Switchgrass as fuel touted for energy, cost benefits

Thursday, July 17, 2008

From an article by Anita Weier in The Capital Times:

Switchgrass grown on marginal farm acreage could be an efficient renewable fuel source while also protecting wildlife habitat and water quality, according to "Growing Wisconsin Energy," a study by Agrecol Corp.

Switchgrass is a perennial grass native to Wisconsin.

The study produced by the Madison-based seed company with a grant from the state Department of Agriculture found that converting native grasses into renewable fuel could be a profitable enterprise for farmers and a relatively inexpensive fuel source for businesses and schools.

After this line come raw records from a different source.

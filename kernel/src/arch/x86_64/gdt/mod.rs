//! Global Descriptor Table (GDT) + TSS
//!
//!  Индекс / Index  Дескриптор / Descriptor
//!  ───────────────────────────────────────
//!  0               null
//!  1               код ядра / kernel code   (ring 0, long mode)
//!  2               данные ядра / kernel data (ring 0)
//!  3               код пользователя / user code (ring 3, long mode)
//!  4               данные пользователя / user data (ring 3)
//!  5..6            TSS (16 байт / 16 bytes)
//!
//! Дескрипторы кодируются как `u64`, кодирование проверяется на хосте.
//! Descriptors are encoded as `u64`; the encoding is checked on the host.

// ── Селекторы / Selectors ─────────────────────────────────────────────────────
pub const KERNEL_CODE: u16 = 0x08;
pub const KERNEL_DATA: u16 = 0x10;
pub const USER_CODE:   u16 = 0x1B;
pub const USER_DATA:   u16 = 0x23;
pub const TSS_SEL:     u16 = 0x28;

// ── Биты дескриптора / Descriptor bits ────────────────────────────────────────
const ACCESSED:   u64 = 1 << 40;
const WRITABLE:   u64 = 1 << 41;
const EXECUTABLE: u64 = 1 << 43;
const SEGMENT:    u64 = 1 << 44;
const DPL_RING3:  u64 = 3 << 45;
const PRESENT:    u64 = 1 << 47;
const LONG_MODE:  u64 = 1 << 53;
/// Тип системного дескриптора: доступный 64-битный TSS
/// System descriptor type: available 64-bit TSS
const TSS_AVAILABLE: u64 = 0x9 << 40;

const DATA: u64 = ACCESSED | WRITABLE | SEGMENT | PRESENT;
const CODE: u64 = DATA | EXECUTABLE | LONG_MODE;

/// Дескрипторы сегментов по индексам 0..=4 / Segment descriptors at 0..=4
#[cfg_attr(not(target_os = "none"), allow(dead_code))]
const SEGMENTS: [u64; 5] = [0, CODE, DATA, CODE | DPL_RING3, DATA | DPL_RING3];

/// 16-байтный дескриптор TSS (две записи GDT).
/// The 16-byte TSS descriptor (two GDT slots).
#[cfg_attr(not(target_os = "none"), allow(dead_code))]
const fn tss_descriptor(base: u64, limit: u64) -> [u64; 2] {
    let low = (limit & 0xFFFF)
        | ((base & 0xFF_FFFF) << 16)
        | TSS_AVAILABLE
        | PRESENT
        | (((limit >> 16) & 0xF) << 48)
        | (((base >> 24) & 0xFF) << 56);
    [low, base >> 32]
}

#[cfg(target_os = "none")]
pub use hw::{init, set_kernel_stack};

#[cfg(target_os = "none")]
mod hw {
    use core::mem::size_of;
    use core::ptr::{addr_of, addr_of_mut};

    use super::{tss_descriptor, KERNEL_CODE, KERNEL_DATA, SEGMENTS, TSS_SEL};

    #[repr(C, packed)]
    struct Tss {
        reserved0:  u32,
        /// rsp0..rsp2; rsp0 меняется при каждом переключении / rsp0 changes on every switch
        rsp:        [u64; 3],
        reserved1:  u64,
        ist:        [u64; 7],
        reserved2:  u64,
        reserved3:  u16,
        iomap_base: u16,
    }

    #[repr(C, packed)]
    struct Pointer {
        limit: u16,
        base:  u64,
    }

    const STACK_SIZE: usize = 16 * 1024;

    #[repr(C, align(16))]
    struct Stack([u8; STACK_SIZE]);

    /// rsp0 до первого переключения / rsp0 until the first switch
    static mut BOOT_RSP0: Stack = Stack([0; STACK_SIZE]);
    /// IST1: #DF
    static mut DOUBLE_FAULT_STACK: Stack = Stack([0; STACK_SIZE]);

    static mut TSS: Tss = Tss {
        reserved0:  0,
        rsp:        [0; 3],
        reserved1:  0,
        ist:        [0; 7],
        reserved2:  0,
        reserved3:  0,
        iomap_base: size_of::<Tss>() as u16,
    };
    static mut GDT: [u64; 7] = [0; 7];

    fn top(stack: *const Stack) -> u64 {
        stack as u64 + STACK_SIZE as u64
    }

    pub fn init() {
        unsafe {
            let tss = addr_of_mut!(TSS);
            (*tss).rsp = [top(addr_of!(BOOT_RSP0)), 0, 0];
            let mut ist = [0u64; 7];
            ist[0] = top(addr_of!(DOUBLE_FAULT_STACK));
            (*tss).ist = ist;

            let gdt = &mut *addr_of_mut!(GDT);
            gdt[..5].copy_from_slice(&SEGMENTS);
            gdt[5..].copy_from_slice(&tss_descriptor(tss as u64, (size_of::<Tss>() - 1) as u64));

            let pointer = Pointer {
                limit: (size_of::<[u64; 7]>() - 1) as u16,
                base:  gdt.as_ptr() as u64,
            };
            core::arch::asm!(
                "lgdt [{ptr}]",
                "mov ds, {data:x}",
                "mov es, {data:x}",
                "mov fs, {data:x}",
                "mov gs, {data:x}",
                "mov ss, {data:x}",
                // CS только через дальний возврат / CS only via a far return
                "push {code}",
                "lea {tmp}, [rip + 2f]",
                "push {tmp}",
                "retfq",
                "2:",
                "ltr {tss:x}",
                ptr  = in(reg) &pointer,
                data = in(reg) KERNEL_DATA as u32,
                code = in(reg) KERNEL_CODE as u64,
                tss  = in(reg) TSS_SEL,
                tmp  = out(reg) _,
            );
        }
        log::debug!("gdt: loaded, tss at {:#x}", addr_of!(TSS) as u64);
    }

    /// rsp0 следующей задачи / The next task's rsp0
    pub fn set_kernel_stack(stack_top: u64) {
        unsafe {
            let tss = addr_of_mut!(TSS);
            let mut rsp = (*tss).rsp;
            rsp[0] = stack_top;
            (*tss).rsp = rsp;
        }
    }
}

Businesses in the study reduced fuel costs an average of 42 percent by switching from traditional fuel sources to pellets made from switchgrass, the study found.

Agrecol, a seed company that specializes in native prairie grasses and produces biomass pellets for heat, is also developing a pellet stove for residential and commercial heating. Its study focused on the feasibility of developing a native grass pellet bioheat industry in Wisconsin.

Renewable "biomass" includes corn stalks, straw and other agriculture crop residue as well as wood chips and wood residue.

"Grass-based biomass can reduce carbon dioxide and global warming pollution, promote farmer-grown energy crops, expand local rural economies and reduce reliance on fossil fuels," the study said.